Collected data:
______
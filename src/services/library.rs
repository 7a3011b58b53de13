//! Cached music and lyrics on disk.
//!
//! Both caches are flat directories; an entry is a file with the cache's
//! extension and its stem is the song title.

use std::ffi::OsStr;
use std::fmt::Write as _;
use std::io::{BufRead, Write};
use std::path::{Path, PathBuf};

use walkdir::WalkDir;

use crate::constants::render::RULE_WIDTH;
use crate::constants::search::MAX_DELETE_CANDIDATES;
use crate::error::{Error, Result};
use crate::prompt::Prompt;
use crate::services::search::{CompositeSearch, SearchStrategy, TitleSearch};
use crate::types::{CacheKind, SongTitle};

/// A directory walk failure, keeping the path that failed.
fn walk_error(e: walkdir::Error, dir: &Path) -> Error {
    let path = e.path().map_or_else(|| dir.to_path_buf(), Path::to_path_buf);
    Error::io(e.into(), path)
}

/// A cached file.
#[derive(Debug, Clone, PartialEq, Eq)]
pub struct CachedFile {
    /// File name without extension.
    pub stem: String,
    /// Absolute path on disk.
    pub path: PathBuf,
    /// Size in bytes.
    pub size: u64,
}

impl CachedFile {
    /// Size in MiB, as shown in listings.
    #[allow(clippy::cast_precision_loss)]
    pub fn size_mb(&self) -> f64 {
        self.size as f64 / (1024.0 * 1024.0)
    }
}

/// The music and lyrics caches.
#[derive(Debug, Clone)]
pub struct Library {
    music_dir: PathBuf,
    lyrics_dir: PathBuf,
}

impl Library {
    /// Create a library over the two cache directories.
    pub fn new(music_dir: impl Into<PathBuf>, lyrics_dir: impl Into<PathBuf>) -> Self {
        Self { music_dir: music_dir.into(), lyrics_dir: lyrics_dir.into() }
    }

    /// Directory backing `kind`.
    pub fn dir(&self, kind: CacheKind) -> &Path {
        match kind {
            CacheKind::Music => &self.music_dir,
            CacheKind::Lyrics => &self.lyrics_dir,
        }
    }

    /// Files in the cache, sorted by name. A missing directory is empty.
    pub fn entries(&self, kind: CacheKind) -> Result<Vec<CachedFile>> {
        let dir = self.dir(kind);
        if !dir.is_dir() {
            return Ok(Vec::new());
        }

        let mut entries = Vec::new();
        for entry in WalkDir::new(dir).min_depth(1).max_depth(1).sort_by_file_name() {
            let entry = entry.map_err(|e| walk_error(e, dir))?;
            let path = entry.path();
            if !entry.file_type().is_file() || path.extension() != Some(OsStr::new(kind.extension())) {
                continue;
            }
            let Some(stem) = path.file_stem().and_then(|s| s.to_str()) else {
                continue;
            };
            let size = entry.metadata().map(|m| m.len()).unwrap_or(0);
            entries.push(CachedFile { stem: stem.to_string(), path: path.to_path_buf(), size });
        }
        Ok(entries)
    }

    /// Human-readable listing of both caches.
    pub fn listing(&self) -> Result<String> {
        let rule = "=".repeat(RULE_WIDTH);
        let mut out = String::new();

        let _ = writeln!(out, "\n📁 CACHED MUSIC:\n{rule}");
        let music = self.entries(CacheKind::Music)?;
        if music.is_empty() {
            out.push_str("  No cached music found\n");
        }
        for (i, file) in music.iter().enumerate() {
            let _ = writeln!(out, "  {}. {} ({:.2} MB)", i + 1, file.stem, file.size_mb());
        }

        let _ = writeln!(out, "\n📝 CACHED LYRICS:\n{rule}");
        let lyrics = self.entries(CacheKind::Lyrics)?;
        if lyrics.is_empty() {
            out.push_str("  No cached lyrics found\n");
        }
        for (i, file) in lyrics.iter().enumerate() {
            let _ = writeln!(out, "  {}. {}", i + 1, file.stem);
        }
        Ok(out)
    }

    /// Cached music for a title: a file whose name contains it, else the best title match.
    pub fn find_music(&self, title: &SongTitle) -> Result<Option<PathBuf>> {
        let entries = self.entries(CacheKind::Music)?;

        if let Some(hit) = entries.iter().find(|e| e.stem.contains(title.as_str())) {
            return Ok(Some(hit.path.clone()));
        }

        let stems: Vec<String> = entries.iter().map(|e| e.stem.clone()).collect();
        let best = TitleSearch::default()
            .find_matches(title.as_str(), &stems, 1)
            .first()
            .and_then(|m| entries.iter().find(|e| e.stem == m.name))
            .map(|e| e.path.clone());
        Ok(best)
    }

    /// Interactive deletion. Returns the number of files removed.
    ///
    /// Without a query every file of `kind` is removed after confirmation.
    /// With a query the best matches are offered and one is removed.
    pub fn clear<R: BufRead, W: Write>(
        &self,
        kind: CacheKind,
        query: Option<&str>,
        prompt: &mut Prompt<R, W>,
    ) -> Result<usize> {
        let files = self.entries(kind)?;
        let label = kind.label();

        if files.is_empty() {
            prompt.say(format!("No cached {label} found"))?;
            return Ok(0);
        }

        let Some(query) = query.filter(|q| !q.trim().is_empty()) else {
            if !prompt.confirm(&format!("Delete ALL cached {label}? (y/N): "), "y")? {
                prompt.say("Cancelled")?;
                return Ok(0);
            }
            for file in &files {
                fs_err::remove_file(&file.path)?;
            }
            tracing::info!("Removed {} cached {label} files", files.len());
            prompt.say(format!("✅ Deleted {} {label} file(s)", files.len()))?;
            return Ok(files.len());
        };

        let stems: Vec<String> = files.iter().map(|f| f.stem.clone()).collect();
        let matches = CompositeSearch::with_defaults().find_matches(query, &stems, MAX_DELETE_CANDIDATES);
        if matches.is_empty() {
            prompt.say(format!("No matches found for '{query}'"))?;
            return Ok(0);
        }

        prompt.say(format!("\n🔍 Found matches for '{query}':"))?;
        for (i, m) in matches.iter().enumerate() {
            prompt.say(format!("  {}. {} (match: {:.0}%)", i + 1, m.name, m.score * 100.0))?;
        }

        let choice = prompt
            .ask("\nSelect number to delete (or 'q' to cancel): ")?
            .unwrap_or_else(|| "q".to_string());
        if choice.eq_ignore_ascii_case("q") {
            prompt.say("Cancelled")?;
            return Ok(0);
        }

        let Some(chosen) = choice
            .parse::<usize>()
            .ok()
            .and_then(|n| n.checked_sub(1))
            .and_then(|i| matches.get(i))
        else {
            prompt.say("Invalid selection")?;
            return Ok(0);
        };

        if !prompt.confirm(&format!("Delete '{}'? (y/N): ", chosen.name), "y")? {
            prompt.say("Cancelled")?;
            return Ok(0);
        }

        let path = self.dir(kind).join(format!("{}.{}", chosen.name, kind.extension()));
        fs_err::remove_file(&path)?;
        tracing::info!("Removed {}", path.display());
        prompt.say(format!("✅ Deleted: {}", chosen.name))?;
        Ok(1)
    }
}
______
For each line above that holds the string "label", provide a copy of that line.

        let label = kind.label();
            prompt.say(format!("No cached {label} found"))?;
            if !prompt.confirm(&format!("Delete ALL cached {label}? (y/N): "), "y")? {
            tracing::info!("Removed {} cached {label} files", files.len());
            prompt.say(format!("✅ Deleted {} {label} file(s)", files.len()))?;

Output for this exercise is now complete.